AIM OF THE TASK:
Copy precisely the first line of the material below and every later line, stopping with the line that contains "- **Environment**: Injected".

(DATA LISTING begins)

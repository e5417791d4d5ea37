pub mod profile_service;
pub mod user_service;
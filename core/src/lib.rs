//! # Benefits Core
//!
//! Core traits and types shared by the benefit request workflow crates.
//!
//! The workflow is built as a functional core with an imperative shell:
//! domain decisions are pure functions over owned state, and every side effect
//! (publishing an event, delivering a notification, waiting for a retry) is
//! described as a value and executed by the runtime.
//!
//! ## Core Concepts
//!
//! - **Reducer**: Pure function `(State, Action, Environment) → (State, Effects)`
//! - **Effect**: Side effect descriptions (not execution)
//! - **Environment**: Injected dependencies via traits ([`environment::Clock`])
//! - **Event**: Immutable fact with a stable type tag ([`event::Event`])
//! - **Event bus**: Asynchronous publish/subscribe seam ([`event_bus::EventBus`])
//! - **Stream / Version**: Aggregate identity and optimistic concurrency ([`stream`])
//!
//! ## Example
//!
//! ```ignore
//! use benefits_core::{effect::Effect, reducer::Reducer, SmallVec};
//!
//! impl Reducer for NotificationReducer {
//!     type State = NotificationState;
//!     type Action = NotificationAction;
//!     type Environment = NotificationEnvironment;
//!
//!     fn reduce(
//!         &self,
//!         state: &mut NotificationState,
//!         action: NotificationAction,
//!         env: &NotificationEnvironment,
//!     ) -> SmallVec<[Effect<NotificationAction>; 4]> {
//!         SmallVec::new()
//!     }
//! }
//! ```

pub mod event;
pub mod event_bus;
pub mod stream;

// Re-export commonly used types
pub use chrono::{DateTime, Utc};
pub use serde::{Deserialize, Serialize};
pub use smallvec::{SmallVec, smallvec};

/// Reducer module - The core trait for business logic
///
/// Reducers are pure functions: `(State, Action, Environment) → (State, Effects)`.
/// They are deterministic given the environment and therefore testable at
/// memory speed.
pub mod reducer {
    use super::SmallVec;
    use super::effect::Effect;

    /// The Reducer trait - core abstraction for business logic
    ///
    /// # Type Parameters
    ///
    /// - `State`: The domain state this reducer operates on
    /// - `Action`: The action type this reducer processes
    /// - `Environment`: The injected dependencies this reducer needs
    ///
    /// Most reducers return zero to two effects, so the return type keeps up
    /// to four effects inline without allocating.
    pub trait Reducer {
        /// The state type this reducer operates on
        type State;

        /// The action type this reducer processes
        type Action;

        /// The environment type with injected dependencies
        type Environment;

        /// Reduce an action into state changes and effects
        ///
        /// 1. Validates the action
        /// 2. Updates state in place
        /// 3. Returns effect descriptions to be executed
        fn reduce(
            &self,
            state: &mut Self::State,
            action: Self::Action,
            env: &Self::Environment,
        ) -> SmallVec<[Effect<Self::Action>; 4]>;
    }
}

/// Effect module - Side effect descriptions
///
/// Effects describe side effects to be performed by the runtime.
/// They are values, not execution.
pub mod effect {
    use std::future::Future;
    use std::pin::Pin;

    /// Effect type - describes a side effect to be executed
    ///
    /// Effects are NOT executed immediately. They are descriptions of what should happen,
    /// returned from reducers and executed by the `Store` runtime.
    ///
    /// # Type Parameters
    ///
    /// - `Action`: The action type that effects can produce (feedback loop)
    pub enum Effect<Action> {
        /// No-op effect
        None,

        /// Arbitrary async computation
        ///
        /// Returns `Option<Action>` - if Some, the action is fed back into the reducer
        Future(Pin<Box<dyn Future<Output = Option<Action>> + Send>>),
    }

    // Manual Debug implementation since Future doesn't implement Debug
    impl<Action> std::fmt::Debug for Effect<Action> {
        fn fmt(&self, f: &mut std::fmt::Formatter<'_>) -> std::fmt::Result {
            match self {
                Effect::None => write!(f, "Effect::None"),
                Effect::Future(_) => write!(f, "Effect::Future(<future>)"),
            }
        }
    }

    impl<Action> Effect<Action> {
        /// Returns true for [`Effect::None`]
        #[must_use]
        pub const fn is_none(&self) -> bool {
            matches!(self, Effect::None)
        }
    }
}

/// Environment module - Dependency injection traits
///
/// All external dependencies are abstracted behind traits and injected
/// via the Environment parameter.
pub mod environment {
    use chrono::{DateTime, Utc};

    /// Clock trait - abstracts time operations for testability
    ///
    /// Production code uses [`SystemClock`]; tests use a fixed clock so that
    /// timestamps in history entries, audit entries and events are deterministic.
    pub trait Clock: Send + Sync {
        /// Get the current time
        fn now(&self) -> DateTime<Utc>;
    }

    /// Wall clock backed by [`Utc::now`].
    #[derive(Debug, Clone, Copy, Default)]
    pub struct SystemClock;

    impl Clock for SystemClock {
        fn now(&self) -> DateTime<Utc> {
            Utc::now()
        }
    }
}
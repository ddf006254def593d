//! Event trait and the wire format used on the event bus.
//!
//! Events are immutable facts about something that already happened to an
//! aggregate. They are serialized with `bincode` for the bus; the envelope
//! ([`SerializedEvent`]) carries everything a consumer needs to route, order
//! and deduplicate the event without decoding the payload:
//!
//! - `metadata.event_id`: stable identity, reused on every redelivery
//! - `aggregate_id`: partition key, so events of one aggregate stay ordered
//! - `sequence`: per-aggregate emission counter
//! - `metadata.correlation_id`: ties the event to the call that produced it
//!
//! # Example
//!
//! ```
//! use benefits_core::event::{Event, EventMetadata, SerializedEvent};
//! use benefits_core::stream::StreamId;
//! use serde::{Deserialize, Serialize};
//!
//! #[derive(Clone, Debug, Serialize, Deserialize, PartialEq)]
//! enum CaseEvent {
//!     CaseOpened { case: String },
//! }
//!
//! impl Event for CaseEvent {
//!     fn event_type(&self) -> &'static str {
//!         "CaseOpened"
//!     }
//! }
//!
//! let event = CaseEvent::CaseOpened { case: "c-1".to_string() };
//! let serialized = SerializedEvent::from_event(
//!     &event,
//!     StreamId::new("case-c-1"),
//!     1,
//!     EventMetadata::new(chrono::Utc::now()),
//! )
//! .unwrap();
//!
//! assert_eq!(serialized.event_type, "CaseOpened");
//! assert_eq!(serialized.decode::<CaseEvent>().unwrap(), event);
//! ```

use crate::stream::StreamId;
use chrono::{DateTime, Utc};
use serde::{Deserialize, Serialize, de::DeserializeOwned};
use std::fmt;
use thiserror::Error;
use uuid::Uuid;

/// Error types for event operations.
#[derive(Error, Debug, Clone, PartialEq, Eq)]
pub enum EventError {
    /// Failed to serialize event to bytes.
    #[error("Failed to serialize event: {0}")]
    SerializationError(String),

    /// Failed to deserialize event from bytes.
    #[error("Failed to deserialize event: {0}")]
    DeserializationError(String),

    /// The envelope's type tag does not match the decoded payload.
    #[error("Event type mismatch: envelope says {envelope}, payload is {payload}")]
    TypeMismatch {
        /// Type tag carried by the envelope
        envelope: String,
        /// Type tag of the decoded payload
        payload: String,
    },
}

/// An event that can be published and replayed.
///
/// `event_type()` returns the stable tag consumers route on. Tags are part of
/// the topic contract, so renaming a variant must not change its tag.
pub trait Event: Send + Sync + 'static {
    /// Returns the type tag for this event.
    fn event_type(&self) -> &'static str;

    /// Serialize this event to bincode bytes.
    ///
    /// # Errors
    ///
    /// Returns `EventError::SerializationError` if the event cannot be serialized.
    fn to_bytes(&self) -> Result<Vec<u8>, EventError>
    where
        Self: Serialize,
    {
        bincode::serialize(self).map_err(|e| EventError::SerializationError(e.to_string()))
    }

    /// Deserialize an event from bincode bytes.
    ///
    /// # Errors
    ///
    /// Returns `EventError::DeserializationError` if the bytes are corrupted or
    /// belong to a different schema.
    fn from_bytes(bytes: &[u8]) -> Result<Self, EventError>
    where
        Self: DeserializeOwned + Sized,
    {
        bincode::deserialize(bytes).map_err(|e| EventError::DeserializationError(e.to_string()))
    }
}

/// Envelope metadata attached to every serialized event.
#[derive(Clone, Debug, PartialEq, Eq, Serialize, Deserialize)]
pub struct EventMetadata {
    /// Unique event identity; consumers dedupe on it.
    pub event_id: Uuid,

    /// Correlation id of the call that produced the event.
    pub correlation_id: Option<Uuid>,

    /// When the fact happened.
    pub occurred_at: DateTime<Utc>,
}

impl EventMetadata {
    /// Metadata with a fresh event id and no correlation id.
    #[must_use]
    pub fn new(occurred_at: DateTime<Utc>) -> Self {
        Self {
            event_id: Uuid::new_v4(),
            correlation_id: None,
            occurred_at,
        }
    }

    /// Use a specific event id (events rebuilt from an outbox keep their id).
    #[must_use]
    pub const fn with_event_id(mut self, event_id: Uuid) -> Self {
        self.event_id = event_id;
        self
    }

    /// Attach a correlation id.
    #[must_use]
    pub const fn with_correlation_id(mut self, correlation_id: Uuid) -> Self {
        self.correlation_id = Some(correlation_id);
        self
    }
}

/// A serialized event ready for the event bus.
#[derive(Clone, Debug, PartialEq, Eq, Serialize, Deserialize)]
pub struct SerializedEvent {
    /// The event type tag (e.g. `"RequestApproved"`).
    pub event_type: String,

    /// Aggregate the event belongs to; used as the partition key.
    pub aggregate_id: StreamId,

    /// Per-aggregate emission counter, starting at 1.
    pub sequence: u64,

    /// The bincode-serialized payload.
    pub data: Vec<u8>,

    /// Identity, correlation and timing.
    pub metadata: EventMetadata,
}

impl SerializedEvent {
    /// Serialize an [`Event`] into an envelope.
    ///
    /// # Errors
    ///
    /// Returns `EventError::SerializationError` if the event cannot be serialized.
    pub fn from_event<E: Event + Serialize>(
        event: &E,
        aggregate_id: StreamId,
        sequence: u64,
        metadata: EventMetadata,
    ) -> Result<Self, EventError> {
        Ok(Self {
            event_type: event.event_type().to_string(),
            aggregate_id,
            sequence,
            data: event.to_bytes()?,
            metadata,
        })
    }

    /// Decode the payload and check it against the envelope's type tag.
    ///
    /// # Errors
    ///
    /// Returns `EventError::DeserializationError` for undecodable bytes and
    /// `EventError::TypeMismatch` when the payload carries a different tag.
    pub fn decode<E: Event + DeserializeOwned>(&self) -> Result<E, EventError> {
        let event = E::from_bytes(&self.data)?;
        if event.event_type() != self.event_type {
            return Err(EventError::TypeMismatch {
                envelope: self.event_type.clone(),
                payload: event.event_type().to_string(),
            });
        }
        Ok(event)
    }

    /// Shortcut for `metadata.event_id`.
    #[must_use]
    pub const fn event_id(&self) -> Uuid {
        self.metadata.event_id
    }
}

impl fmt::Display for SerializedEvent {
    fn fmt(&self, f: &mut fmt::Formatter<'_>) -> fmt::Result {
        write!(
            f,
            "SerializedEvent {{ type: {}, aggregate: {}, seq: {}, size: {} bytes }}",
            self.event_type,
            self.aggregate_id,
            self.sequence,
            self.data.len()
        )
    }
}
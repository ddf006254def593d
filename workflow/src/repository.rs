//! In-memory request storage with one write slot per request.
//!
//! Each request lives behind its own async mutex, so writers to different
//! requests never wait on each other. The table lock is only held to look a
//! slot up or insert a new one.

use crate::aggregate::BenefitRequest;
use crate::error::{RequestError, Result};
use crate::types::RequestId;
use std::collections::HashMap;
use std::sync::{Arc, PoisonError, RwLock};
use tokio::sync::Mutex;

/// Shared handle to one request's write slot.
pub type RequestSlot = Arc<Mutex<BenefitRequest>>;

/// Request table.
#[derive(Debug, Default)]
pub struct RequestRepository {
    slots: RwLock<HashMap<RequestId, RequestSlot>>,
}

impl RequestRepository {
    /// Empty table.
    #[must_use]
    pub fn new() -> Self {
        Self::default()
    }

    /// Store a newly created request.
    ///
    /// # Errors
    ///
    /// [`RequestError::Storage`] if the id is already taken.
    pub fn insert(&self, request: BenefitRequest) -> Result<()> {
        let mut slots = self.slots.write().unwrap_or_else(PoisonError::into_inner);
        let id = request.id();
        if slots.contains_key(&id) {
            return Err(RequestError::Storage(format!("request {id} already exists")));
        }
        slots.insert(id, Arc::new(Mutex::new(request)));
        Ok(())
    }

    /// Write slot of a request.
    #[must_use]
    pub fn slot(&self, id: RequestId) -> Option<RequestSlot> {
        self.slots
            .read()
            .unwrap_or_else(PoisonError::into_inner)
            .get(&id)
            .cloned()
    }

    /// Snapshot of a request.
    pub async fn get(&self, id: RequestId) -> Option<BenefitRequest> {
        let slot = self.slot(id)?;
        let request = slot.lock().await;
        Some(request.clone())
    }

    /// Number of stored requests.
    #[must_use]
    pub fn len(&self) -> usize {
        self.slots.read().unwrap_or_else(PoisonError::into_inner).len()
    }

    /// True when nothing is stored.
    #[must_use]
    pub fn is_empty(&self) -> bool {
        self.len() == 0
    }
}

(DATA LISTING ends)

OUTPUT FOR THIS TASK:
repository e5417791d4d5ea37
pub mod profile_service;
pub mod user_service;
filename core/src/lib.rs
//! # Benefits Core
//!
//! Core traits and types shared by the benefit request workflow crates.
//!
//! The workflow is built as a functional core with an imperative shell:
//! domain decisions are pure functions over owned state, and every side effect
//! (publishing an event, delivering a notification, waiting for a retry) is
//! described as a value and executed by the runtime.
//!
//! ## Core Concepts
//!
//! - **Reducer**: Pure function `(State, Action, Environment) → (State, Effects)`
//! - **Effect**: Side effect descriptions (not execution)
//! - **Environment**: Injected dependencies via traits ([`environment::Clock`])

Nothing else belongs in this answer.